§ Aim of the exercise: Please copy the lines below exactly, from the first one through the line showing "16-bit ms counter".

Collected data:
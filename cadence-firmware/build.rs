//! Build script for cadence-firmware
//!
//! - Sets up linker search paths for memory.x
//! - Validates servo.toml at compile time

use std::env;
use std::fs::{self, File};
use std::io::Write;
use std::path::{Path, PathBuf};

/// Number of servo position presets
const POSITION_COUNT: usize = 6;

/// Largest per-step time whose full-range move fits a 16-bit ms counter
const MAX_STEP_MS: i64 = 65_534 / (POSITION_COUNT as i64 - 1);

fn main() {
    setup_linker();
    validate_config();
}

/// Set up linker search paths for memory.x
fn setup_linker() {
    let out_dir = PathBuf::from(env::var("OUT_DIR").unwrap());

    // Copy memory.x to the output directory
    let memory_x = include_bytes!("memory.x");
    let mut f = File::create(out_dir.join("memory.x")).unwrap();
    f.write_all(memory_x).unwrap();

    // Tell rustc where to find memory.x
    println!("cargo:rustc-link-search={}", out_dir.display());

    // Linker scripts for cortex-m-rt and defmt
    println!("cargo:rustc-link-arg-bins=--nmagic");
    println!("cargo:rustc-link-arg-bins=-Tlink.x");
    println!("cargo:rustc-link-arg-bins=-Tdefmt.x");

    // Re-run if memory.x changes
    println!("cargo:rerun-if-changed=memory.x");
    println!("cargo:rerun-if-changed=build.rs");
}

/// Validate servo.toml configuration at compile time
fn validate_config() {
    println!("cargo:rerun-if-changed=servo.toml");

    let config_path = Path::new("servo.toml");

    if !config_path.exists() {
        fail(
            "servo.toml not found!",
            &[
                "The firmware embeds a servo.toml configuration file.".to_string(),
                "Please create one in the cadence-firmware directory.".to_string(),
            ],
        );
    }

    let config_content = match fs::read_to_string(config_path) {
        Ok(content) => content,
        Err(e) => fail("Failed to read servo.toml", &[format!("Error: {}", e)]),
    };

    let config: toml::Value = match toml::from_str(&config_content) {
        Ok(value) => value,
        Err(e) => fail(
            "Invalid TOML syntax in servo.toml",
            &e.to_string().lines().map(str::to_string).collect::<Vec<_>>(),
        ),
    };

    let mut errors = Vec::new();
    validate_sections(&config, &mut errors);
    validate_timing(&config, &mut errors);
    validate_calibration(&config, &mut errors);
    validate_console(&config, &mut errors);

    if !errors.is_empty() {
        fail("Invalid servo.toml configuration", &errors);
    }

    println!("cargo:warning=servo.toml validated successfully");
}

/// Abort the build with a boxed error message
fn fail(title: &str, lines: &[String]) -> ! {
    panic!(
        "\n\
        ╔══════════════════════════════════════════════════════════════════╗\n\
        ║  ERROR: {:<56} ║\n\
        ╠══════════════════════════════════════════════════════════════════╣\n\
        {}\n\
        ╚══════════════════════════════════════════════════════════════════╝\n",
        title,
        format_error_lines(lines)
    );
}

/// Format error message lines with box drawing
fn format_error_lines(lines: &[String]) -> String {
    lines
        .iter()
        .map(|line| {
            let truncated = if line.len() > 62 {
                format!("{}...", &line[..59])
            } else {
                line.to_string()
            };
            format!("║  • {:<62} ║", truncated)
        })
        .collect::<Vec<_>>()
        .join("\n")
}

/// Only the known sections and keys are accepted
fn validate_sections(config: &toml::Value, errors: &mut Vec<String>) {
    let known: &[(&str, &[&str])] = &[
        ("timing", &["jog_step_ms", "recipe_step_ms", "wait_unit_ms"]),
        ("calibration", &["period_us", "pulse_us"]),
        ("console", &["baudrate"]),
    ];

    let Some(root) = config.as_table() else {
        return;
    };

    for (name, section) in root {
        let Some(keys) = known.iter().find(|(n, _)| n == name).map(|(_, k)| *k) else {
            errors.push(format!("unknown section [{}]", name));
            continue;
        };
        let Some(table) = section.as_table() else {
            errors.push(format!("[{}] must be a table", name));
            continue;
        };
        for key in table.keys() {
            if !keys.contains(&key.as_str()) {
                errors.push(format!("[{}] unknown key '{}'", name, key));
            }
        }
    }
}

/// Read an optional integer, checking its range
fn integer(
    config: &toml::Value,
    section: &str,
    key: &str,
    range: std::ops::RangeInclusive<i64>,
    errors: &mut Vec<String>,
) -> Option<i64> {
    let value = config.get(section)?.get(key)?;
    match value.as_integer() {
        Some(n) if range.contains(&n) => Some(n),
        Some(_) => {
            errors.push(format!(
                "[{}] {} must be {}-{}",
                section,
                key,
                range.start(),
                range.end()
            ));
            None
        }
        None => {
            errors.push(format!("[{}] {} must be an integer", section, key));
            None
        }
    }
}

fn validate_timing(config: &toml::Value, errors: &mut Vec<String>) {
    // A move across all five steps must stay below 65535 ms
    integer(config, "timing", "jog_step_ms", 0..=MAX_STEP_MS, errors);
    integer(config, "timing", "recipe_step_ms", 1..=MAX_STEP_MS, errors);
    integer(config, "timing", "wait_unit_ms", 1..=65_535, errors);
}

fn validate_calibration(config: &toml::Value, errors: &mut Vec<String>) {
    let period = integer(config, "calibration", "period_us", 1..=65_535, errors).unwrap_or(20_000);

    let Some(pulses) = config.get("calibration").and_then(|c| c.get("pulse_us")) else {
        return;
    };
    let Some(pulses) = pulses.as_array() else {
        errors.push("[calibration] pulse_us must be an array".to_string());
        return;
    };
    if pulses.len() != POSITION_COUNT {
        errors.push(format!(
            "[calibration] pulse_us needs exactly {} entries, found {}",
            POSITION_COUNT,
            pulses.len()
        ));
        return;
    }

    let mut previous = None;
    for (i, pulse) in pulses.iter().enumerate() {
        let Some(pulse) = pulse.as_integer() else {
            errors.push(format!("[calibration] pulse_us[{}] must be an integer", i));
            continue;
        };
        if pulse < 0 || pulse > period {
            errors.push(format!(
                "[calibration] pulse_us[{}] must be 0-{} (period_us)",
                i, period
            ));
        }
        if previous.is_some_and(|p| pulse <= p) {
            errors.push(format!(
                "[calibration] pulse_us[{}] must be larger than the previous entry",
                i
            ));
        }
        previous = Some(pulse);
    }
}

fn validate_console(config: &toml::Value, errors: &mut Vec<String>) {
    integer(config, "console", "baudrate", 1_200..=4_000_000, errors);
}
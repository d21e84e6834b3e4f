//! Compiled-in recipe catalog

use super::instruction::Instruction;

/// Instruction slots per recipe
pub const MAX_RECIPE_SIZE: usize = 20;

/// A fixed-length recipe program
///
/// Slots after the first RECIPE_END are padding and never execute.
#[derive(Debug, Clone, Copy, PartialEq, Eq)]
#[cfg_attr(feature = "defmt", derive(defmt::Format))]
pub struct Recipe {
    instructions: [Instruction; MAX_RECIPE_SIZE],
}

impl Recipe {
    /// Build a recipe, padding the unused slots with RECIPE_END
    ///
    /// Fails const evaluation if `program` does not fit.
    pub const fn new(program: &[Instruction]) -> Self {
        assert!(program.len() <= MAX_RECIPE_SIZE, "recipe too long");

        let mut instructions = [Instruction::recipe_end(); MAX_RECIPE_SIZE];
        let mut i = 0;
        while i < program.len() {
            instructions[i] = program[i];
            i += 1;
        }
        Self { instructions }
    }

    /// Instruction at `cursor`, or `None` past the last slot
    pub fn get(&self, cursor: u8) -> Option<Instruction> {
        self.instructions.get(cursor as usize).copied()
    }
}

/// Ordered set of recipes available to the servos
#[derive(Debug, Clone, Copy)]
pub struct RecipeBook {
    recipes: &'static [Recipe],
}

impl RecipeBook {
    pub const fn new(recipes: &'static [Recipe]) -> Self {
        Self { recipes }
    }

    pub fn get(&self, index: u8) -> Option<&Recipe> {
        self.recipes.get(index as usize)
    }

    /// Number of recipes
    pub fn len(&self) -> u8 {
        self.recipes.len() as u8
    }

    pub fn is_empty(&self) -> bool {
        self.recipes.is_empty()
    }
}

use Instruction as I;

/// Exercises every opcode and the full position range
const DEMO: Recipe = Recipe::new(&[
    I::mov(0),
    I::mov(5),
    I::mov(0),
    I::mov(3),
    I::loop_start(0),
    I::mov(1),
    I::mov(4),
    I::end_loop(),
    I::mov(0),
    I::mov(2),
    I::wait(0),
    I::mov(3),
    I::wait(0),
    I::mov(2),
    I::mov(3),
    I::wait(31),
    I::wait(31),
    I::wait(31),
    I::mov(4),
    I::recipe_end(),
]);

/// Steps across all presets and back, three times
const SWEEP: Recipe = Recipe::new(&[
    I::mov(0),
    I::loop_start(3),
    I::mov(1),
    I::mov(2),
    I::mov(3),
    I::mov(4),
    I::mov(5),
    I::wait(5),
    I::mov(0),
    I::end_loop(),
    I::recipe_end(),
]);

/// A second LOOP inside an open loop body
const NESTED_LOOP: Recipe = Recipe::new(&[
    I::mov(5),
    I::loop_start(1),
    I::mov(1),
    I::loop_start(1),
    I::mov(5),
    I::end_loop(),
    I::end_loop(),
    I::recipe_end(),
]);

/// MOVE beyond the last preset
const OUT_OF_RANGE: Recipe = Recipe::new(&[
    I::mov(2),
    I::mov(7),
    I::mov(0),
    I::recipe_end(),
]);

/// Reserved invalid opcode in the middle of a program
const ERRONEOUS: Recipe = Recipe::new(&[
    I::mov(3),
    I::erroneous(0),
    I::mov(0),
    I::recipe_end(),
]);

static RECIPES: [Recipe; 5] = [DEMO, SWEEP, NESTED_LOOP, OUT_OF_RANGE, ERRONEOUS];

/// The firmware's recipe catalog
pub static CATALOG: RecipeBook = RecipeBook::new(&RECIPES);
//! Motion scheduling
//!
//! Discrete servo positions and the open-loop timing that decides when a
//! servo is presumed to have finished moving.

pub mod position;
pub mod scheduler;

pub use position::{JogDirection, Position, DEGREES_PER_STEP, POSITION_COUNT};
pub use scheduler::{calculate_delay, JogError, MotionScheduler, MoveProfile};
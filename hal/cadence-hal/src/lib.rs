//! Cadence Hardware Abstraction Layer
//!
//! This crate defines hardware abstraction traits that can be implemented
//! by chip-specific HALs (STM32L4 today). This keeps the drivers and the
//! recipe controller independent of any register layout.
//!
//! # Architecture
//!
//! ```text
//! ┌─────────────────────────────────────────┐
//! │  Application (cadence-firmware)         │
//! └─────────────────────────────────────────┘
//!                     │
//!                     ▼
//! ┌─────────────────────────────────────────┐
//! │  cadence-drivers (core trait impls)     │
//! └─────────────────────────────────────────┘
//!                     │
//!                     ▼
//! ┌─────────────────────────────────────────┐
//! │  cadence-hal (this crate - traits)      │
//! └─────────────────────────────────────────┘
//!                     │
//!                     ▼
//!             ┌───────────────┐
//!             │ cadence-hal-  │
//!             │    stm32l4    │
//!             └───────────────┘
//! ```
//!
//! # Traits
//!
//! - [`uart::UartTx`], [`uart::UartRx`] - Serial terminal link
//! - [`timer::Counter`] - Per-servo millisecond counters

#![no_std]
#![deny(unsafe_code)]

pub mod timer;
pub mod uart;

// Re-export key traits at crate root for convenience
pub use timer::Counter;
pub use uart::{UartRx, UartTx};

§ Task result:
filename cadence-firmware/build.rs
//! Build script for cadence-firmware
//!
//! - Sets up linker search paths for memory.x
//! - Validates servo.toml at compile time

use std::env;
use std::fs::{self, File};
use std::io::Write;
use std::path::{Path, PathBuf};

/// Number of servo position presets
const POSITION_COUNT: usize = 6;

/// Largest per-step time whose full-range move fits a 16-bit ms counter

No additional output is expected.